■ WHAT NEEDS TO BE DONE:
Quote, with no changes, the lines that run from the top of the material to the line with "#[derive(Clone)]", both included.

■ RECORD EXTRACTS:
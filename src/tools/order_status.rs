//! Order tracking.

use std::sync::Arc;

use async_trait::async_trait;
use schemars::JsonSchema;
use serde::Deserialize;
use tracing::warn;

use super::commerce::CommerceBackend;
use super::{Tool, ToolOutcome, normalize_order_id, validate_order_id};

/// Input for [`OrderStatusTool`].
#[derive(Debug, Clone, Deserialize, JsonSchema)]
#[serde(deny_unknown_fields)]
pub struct OrderStatusInput {
    /// Order identifier, e.g. `ORD-12345`.
    pub order_id: String,
}

/// Looks up the status of an order.
#[derive(Clone)]
pub struct OrderStatusTool {
    backend: Arc<dyn CommerceBackend>,
}

impl OrderStatusTool {
    /// Creates the tool over `backend`.
    #[must_use]
    pub fn new(backend: Arc<dyn CommerceBackend>) -> Self {
        Self { backend }
    }
}

#[async_trait]
impl Tool for OrderStatusTool {
    const NAME: &'static str = "order_status";
    type Input = OrderStatusInput;

    fn description(&self) -> &'static str {
        "Get the current status of a customer's order, including carrier, tracking number \
         and delivery dates. Input is the order ID (for example ORD-12345)."
    }

    fn validate(&self, input: &Self::Input) -> Result<(), String> {
        validate_order_id(&input.order_id)
    }

    fn input_from_text(&self, text: &str) -> Option<Self::Input> {
        Some(OrderStatusInput {
            order_id: text.to_string(),
        })
    }

    async fn invoke(&self, input: Self::Input) -> ToolOutcome {
        let order_id = normalize_order_id(&input.order_id);
        match self.backend.order_status(&order_id).await {
            Ok(Some(order)) => ToolOutcome::Success(order.describe()),
            Ok(None) => {
                ToolOutcome::BusinessFailure(format!("Order with ID '{order_id}' not found."))
            }
            Err(e) => {
                warn!(backend = self.backend.name(), order_id = %order_id, error = %e, "order lookup failed");
                ToolOutcome::BusinessFailure(format!(
                    "The order system could not be reached to look up order '{order_id}'. \
                     Please try again later."
                ))
            }
        }
    }
}

#[cfg(test)]
mod tests {
    use super::*;
    use crate::tools::commerce::InMemoryCommerce;

    fn tool() -> OrderStatusTool {
        OrderStatusTool::new(Arc::new(InMemoryCommerce::default()))
    }

    #[tokio::test]
    async fn test_known_order_is_normalised_and_described() {
        let out = tool()
            .invoke(OrderStatusInput {
                order_id: " ord-87654 ".to_string(),
            })
            .await;
        let text = out.into_observation();
        assert!(text.contains("Status: Shipped"));
        assert!(text.contains("Tracking Number: 1Z9999999999999999"));
    }

    #[tokio::test]
    async fn test_unknown_order_is_business_failure() {
        let out = tool()
            .invoke(OrderStatusInput {
                order_id: "ORD-00000".to_string(),
            })
            .await;
        assert_eq!(
            out,
            ToolOutcome::BusinessFailure("Order with ID 'ORD-00000' not found.".to_string())
        );
    }
}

■ ANSWER:
filename src/tools/order_status.rs
//! Order tracking.

use std::sync::Arc;

use async_trait::async_trait;
use schemars::JsonSchema;
use serde::Deserialize;
use tracing::warn;

use super::commerce::CommerceBackend;
use super::{Tool, ToolOutcome, normalize_order_id, validate_order_id};

/// Input for [`OrderStatusTool`].
#[derive(Debug, Clone, Deserialize, JsonSchema)]
#[serde(deny_unknown_fields)]
pub struct OrderStatusInput {
    /// Order identifier, e.g. `ORD-12345`.
    pub order_id: String,
}

/// Looks up the status of an order.
#[derive(Clone)]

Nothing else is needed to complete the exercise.